> [ACTION ITEM] Line by line, restate the material exactly.

START LISTED ENTRIES

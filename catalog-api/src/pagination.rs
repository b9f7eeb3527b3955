//! Limit/offset pagination for list endpoints

use serde::Serialize;

/// Page size when the client does not ask for one
pub const DEFAULT_LIMIT: i64 = 50;

/// Largest page a client may request
pub const MAX_LIMIT: i64 = 100;

/// Sanitised page request
#[derive(Debug, Clone, Copy, PartialEq, Eq)]
pub struct PageRequest {
    pub limit: i64,
    pub offset: i64,
}

impl PageRequest {
    /// Build from raw query values
    ///
    /// Missing limit means [`DEFAULT_LIMIT`]; an unparsable value counts as 0
    /// and is then clamped into `1..=MAX_LIMIT`. Offset is floored at 0.
    ///
    /// # Examples
    /// ```
    /// use catalog_api::pagination::PageRequest;
    ///
    /// let p = PageRequest::from_raw(None, None);
    /// assert_eq!((p.limit, p.offset), (50, 0));
    ///
    /// let p = PageRequest::from_raw(Some("500"), Some("-3"));
    /// assert_eq!((p.limit, p.offset), (100, 0));
    /// ```
    pub fn from_raw(limit: Option<&str>, offset: Option<&str>) -> Self {
        let limit = limit.map(lenient_int).unwrap_or(DEFAULT_LIMIT);
        let offset = offset.map(lenient_int).unwrap_or(0);

        Self {
            limit: limit.clamp(1, MAX_LIMIT),
            offset: offset.max(0),
        }
    }
}

impl Default for PageRequest {
    fn default() -> Self {
        Self {
            limit: DEFAULT_LIMIT,
            offset: 0,
        }
    }
}

fn lenient_int(raw: &str) -> i64 {
    raw.trim().parse().unwrap_or(0)
}

/// Pagination block of a list response
#[derive(Debug, Clone, Copy, PartialEq, Eq, Serialize)]
pub struct PageInfo {
    pub total: i64,
    pub limit: i64,
    pub offset: i64,
    #[serde(rename = "hasMore")]
    pub has_more: bool,
}

impl PageInfo {
    pub fn new(total: i64, page: PageRequest) -> Self {
        Self {
            total,
            limit: page.limit,
            offset: page.offset,
            has_more: page.offset.saturating_add(page.limit) < total,
        }
    }
}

END LISTED ENTRIES

> [RESULT OF THE TASK]
filename catalog-api/src/pagination.rs
repository b9f7eeb3527b3955
//! Limit/offset pagination for list endpoints

use serde::Serialize;

/// Page size when the client does not ask for one
pub const DEFAULT_LIMIT: i64 = 50;

/// Largest page a client may request
pub const MAX_LIMIT: i64 = 100;

/// Sanitised page request
#[derive(Debug, Clone, Copy, PartialEq, Eq)]
pub struct PageRequest {
    pub limit: i64,
    pub offset: i64,
}

impl PageRequest {
    /// Build from raw query values
    ///
    /// Missing limit means [`DEFAULT_LIMIT`]; an unparsable value counts as 0
    /// and is then clamped into `1..=MAX_LIMIT`. Offset is floored at 0.
    ///
    /// # Examples
    /// ```
    /// use catalog_api::pagination::PageRequest;
    ///
    /// let p = PageRequest::from_raw(None, None);
    /// assert_eq!((p.limit, p.offset), (50, 0));
    ///
    /// let p = PageRequest::from_raw(Some("500"), Some("-3"));
    /// assert_eq!((p.limit, p.offset), (100, 0));
    /// ```
    pub fn from_raw(limit: Option<&str>, offset: Option<&str>) -> Self {
        let limit = limit.map(lenient_int).unwrap_or(DEFAULT_LIMIT);
        let offset = offset.map(lenient_int).unwrap_or(0);

        Self {
            limit: limit.clamp(1, MAX_LIMIT),
            offset: offset.max(0),
        }
    }
}

impl Default for PageRequest {
    fn default() -> Self {
        Self {
            limit: DEFAULT_LIMIT,
            offset: 0,
        }
    }
}

fn lenient_int(raw: &str) -> i64 {
    raw.trim().parse().unwrap_or(0)
}

/// Pagination block of a list response
#[derive(Debug, Clone, Copy, PartialEq, Eq, Serialize)]
pub struct PageInfo {
    pub total: i64,
    pub limit: i64,
    pub offset: i64,
    #[serde(rename = "hasMore")]
    pub has_more: bool,
}

impl PageInfo {
    pub fn new(total: i64, page: PageRequest) -> Self {
        Self {
            total,
            limit: page.limit,
            offset: page.offset,
            has_more: page.offset.saturating_add(page.limit) < total,
        }
    }
}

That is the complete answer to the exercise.